As no equipment was specifically designed for bowel irrigation, improvisation was needed in those early years. Phosphate enemas were utilised – emptied and replaced with water for low volume irrigation (off license). Colostomy irrigation equipment was used for higher volume irrigation with cone insert (again, off license). Gradually specific, research-based equipment for TAI was introduced, which was very exciting for nurses and patients at that time.
Completion of the Independent and Supplementary Nurse Prescribing in 2004 allowed me to function independently in clinic to provide more seamless and timely care to benefit patients.
The service received increasing numbers of referrals from Consultants, GPs, the Neuro-rehab team, and community Continence Service.

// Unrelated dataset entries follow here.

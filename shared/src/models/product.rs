//! Product models

use chrono::{DateTime, Utc};
use rust_decimal::Decimal;
use serde::{Deserialize, Serialize};
use uuid::Uuid;
use validator::Validate;

/// A product tracked in inventory
///
/// `quantity` is mutated only by movement application; reports treat it as
/// the sum of entry quantities minus exit quantities since creation.
#[derive(Debug, Clone, Serialize, Deserialize)]
pub struct Product {
    pub id: Uuid,
    pub organization_id: Uuid,
    pub category_id: Uuid,
    pub name: String,
    pub sku: String,
    /// Unit sale price
    pub price: Decimal,
    /// Unit cost price
    pub cost_price: Decimal,
    pub quantity: i32,
    /// Stock level at which the product is considered low
    pub alert_level: i32,
    /// Days between placing a restock order and receiving it
    pub lead_time_days: i32,
    /// Soft-delete marker; active queries exclude deleted products
    pub deleted_at: Option<DateTime<Utc>>,
    pub created_at: DateTime<Utc>,
}

/// Input for creating a product
#[derive(Debug, Clone, Deserialize, Validate)]
pub struct CreateProductInput {
    pub category_id: Uuid,
    #[validate(length(min = 2, max = 150))]
    pub name: String,
    #[validate(length(min = 3, max = 80))]
    pub sku: String,
    pub price: Decimal,
    pub cost_price: Decimal,
    #[validate(range(min = 0))]
    pub quantity: i32,
    #[validate(range(min = 0))]
    pub alert_level: i32,
    #[validate(range(min = 0))]
    pub lead_time_days: i32,
}

/// Input for updating a product
#[derive(Debug, Clone, Deserialize, Validate)]
pub struct UpdateProductInput {
    pub category_id: Option<Uuid>,
    #[validate(length(min = 2, max = 150))]
    pub name: Option<String>,
    #[validate(length(min = 3, max = 80))]
    pub sku: Option<String>,
    pub price: Option<Decimal>,
    pub cost_price: Option<Decimal>,
    #[validate(range(min = 0))]
    pub alert_level: Option<i32>,
    #[validate(range(min = 0))]
    pub lead_time_days: Option<i32>,
}

/// Compact product view used inside reports
#[derive(Debug, Clone, Serialize, Deserialize)]
pub struct ProductSummary {
    pub id: Uuid,
    pub name: String,
    pub sku: String,
    pub quantity: i32,
    pub alert_level: i32,
}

The local medicines management committee introduced and approved the first specialist kit for bowel management. This involved presenting the product, what irrigation was and who it was for, and the potential improvement it could have in patient quality of life, backed by data supporting its safe use, leading to the first irrigation system being approved for use.
Later, additional transanal irrigation systems were introduced to the market, providing more choices for nurses and patients. Included were options with balloon catheters, cones and also an electric control unit.
Cones greatly improved options for nurses and patients and introducing low volume systems was an ideal first-line treatment for individuals suitable for this kind of irrigation – a small system that is easily and discreetly transported in a small bag. Different-sized, softer cones have now been introduced, some with extension tubing and others with angled introducers.
This is a very exciting time for bowel dysfunction teams, with such an amazing range of products now on offer for patients.